Junkyard Find: 1984 Toyota Corolla Hatchback, Spray-Foam Rust-Repair Edition

Murilee Martin
by Murilee Martin

Let’s follow up 21st Century Junkyard Find Week and Volkswagen Junkyard Find Week with Rusty Junkyard Find week, shall we? On Tuesday, we saw this ’83 Toyota pickup with not-so-effective fiberglass-and-Bondo cover-up-the-rust-and-hope-it-goes-away repairs, and today we’ll be looking at a thoroughly used-up Corolla with similar squeeze-another-few-months-out-of-this-heap repairs done by someone who knew he or she would be the vehicle’s last owner.

Americans didn’t much like the look of the AE82 Corolla hatchback, although we bought a fair number of its NUMMI-built Chevy Nova siblings.

Does this rust mean that important structural components are likely to fail soon? You bet!

So close to that magical 300,000-mile mark, but another 38,868 miles in this hooptie would have been pretty miserable.

Even if the structure held together, there is no quantity or type of air freshener that could cover the stench of the fast-food-detritus-and-bodily-fluids-caked interior of this car.

Plus it’s a real hassle to have a hatchback with a nonfunctional hatch.

Crab Spirits is sure to find inspiration about this Corolla’s previous owner via the large number of stickers on the back glass. For example, he or she was a fan of Propaganda E-Liquid.

This retailer of smoking accessories also gets a shout-out on the Corolla’s rear glass.

You could get a diesel version of this car, but few did. Wikipedia editors believe that the 4A-LC engine was sold only in Australia, Switzerland, and Sweden, but you’ll see plenty of these two-digit-horsepower cockroaches in US-market Corollas.


US-market ads for Corollas and their kin seldom employed the word “sexy.”

San Franciscans— hundreds of them, lining the streets— doubted that the ’84 Corolla sedan could do anything.

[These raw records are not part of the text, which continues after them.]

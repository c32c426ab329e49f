//! Fit computation under resize storm patterns.
//!
//! Resize events arrive at native drag frequency, so the fit computation
//! sits on the hot path of every drag. These benches drive `compute_fit`
//! with burst, oscillate, and sweep storm shapes.
//!
//! Run with: cargo bench -p viewfit-layout --bench fit_bench

use criterion::{Criterion, criterion_group, criterion_main};
use std::hint::black_box;
use viewfit_layout::{FitPolicy, Insets, Size, Surface, Viewport, compute_fit};

const FRAME: Surface = Surface::Authored(Size::new(1512.0, 982.0));
const INSETS: Insets = Insets::new(73.0, 0.0, 0.0, 293.0);

/// Deterministic storm sizes from a small LCG, seeded per pattern.
struct Lcg {
    state: u64,
}

impl Lcg {
    fn new(seed: u64) -> Self {
        Self {
            state: seed ^ 0x9E37_79B9_7F4A_7C15,
        }
    }

    fn next_size(&mut self) -> Size {
        self.state = self.state.wrapping_mul(6364136223846793005).wrapping_add(1);
        let w = 400.0 + (self.state % 3200) as f64;
        let h = 300.0 + ((self.state >> 16) % 1800) as f64;
        Size::new(w, h)
    }
}

fn burst_sizes(count: usize) -> Vec<Size> {
    let mut rng = Lcg::new(42);
    (0..count).map(|_| rng.next_size()).collect()
}

fn oscillate_sizes(cycles: usize) -> Vec<Size> {
    let a = Size::new(1280.0, 720.0);
    let b = Size::new(1920.0, 1080.0);
    (0..cycles * 2)
        .map(|i| if i % 2 == 0 { a } else { b })
        .collect()
}

fn sweep_sizes(steps: usize) -> Vec<Size> {
    (0..steps)
        .map(|i| {
            let t = i as f64 / steps as f64;
            Size::new(800.0 + t * 1120.0, 600.0 + t * 480.0)
        })
        .collect()
}

fn bench_storm(c: &mut Criterion, name: &str, sizes: Vec<Size>) {
    c.bench_function(name, |b| {
        b.iter(|| {
            for &size in &sizes {
                black_box(compute_fit(
                    Viewport::new(black_box(size)),
                    INSETS,
                    FRAME,
                    FitPolicy::ShrinkToFitBoth,
                ));
            }
        });
    });
}

fn fit_storms(c: &mut Criterion) {
    bench_storm(c, "fit_burst_50", burst_sizes(50));
    bench_storm(c, "fit_oscillate_10", oscillate_sizes(10));
    bench_storm(c, "fit_sweep_20", sweep_sizes(20));
}

criterion_group!(benches, fit_storms);
criterion_main!(benches);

John Davidson pitched a special New Zealand version of this car.
















Murilee Martin
Murilee Martin

Murilee Martin is the pen name of Phil Greden, a writer who has lived in Minnesota, California, Georgia and (now) Colorado. He has toiled at copywriting, technical writing, junkmail writing, fiction writing and now automotive writing. He has owned many terrible vehicles and some good ones. He spends a great deal of time in self-service junkyards. These days, he writes for publications including Autoweek, Autoblog, Hagerty, The Truth About Cars and Capital One.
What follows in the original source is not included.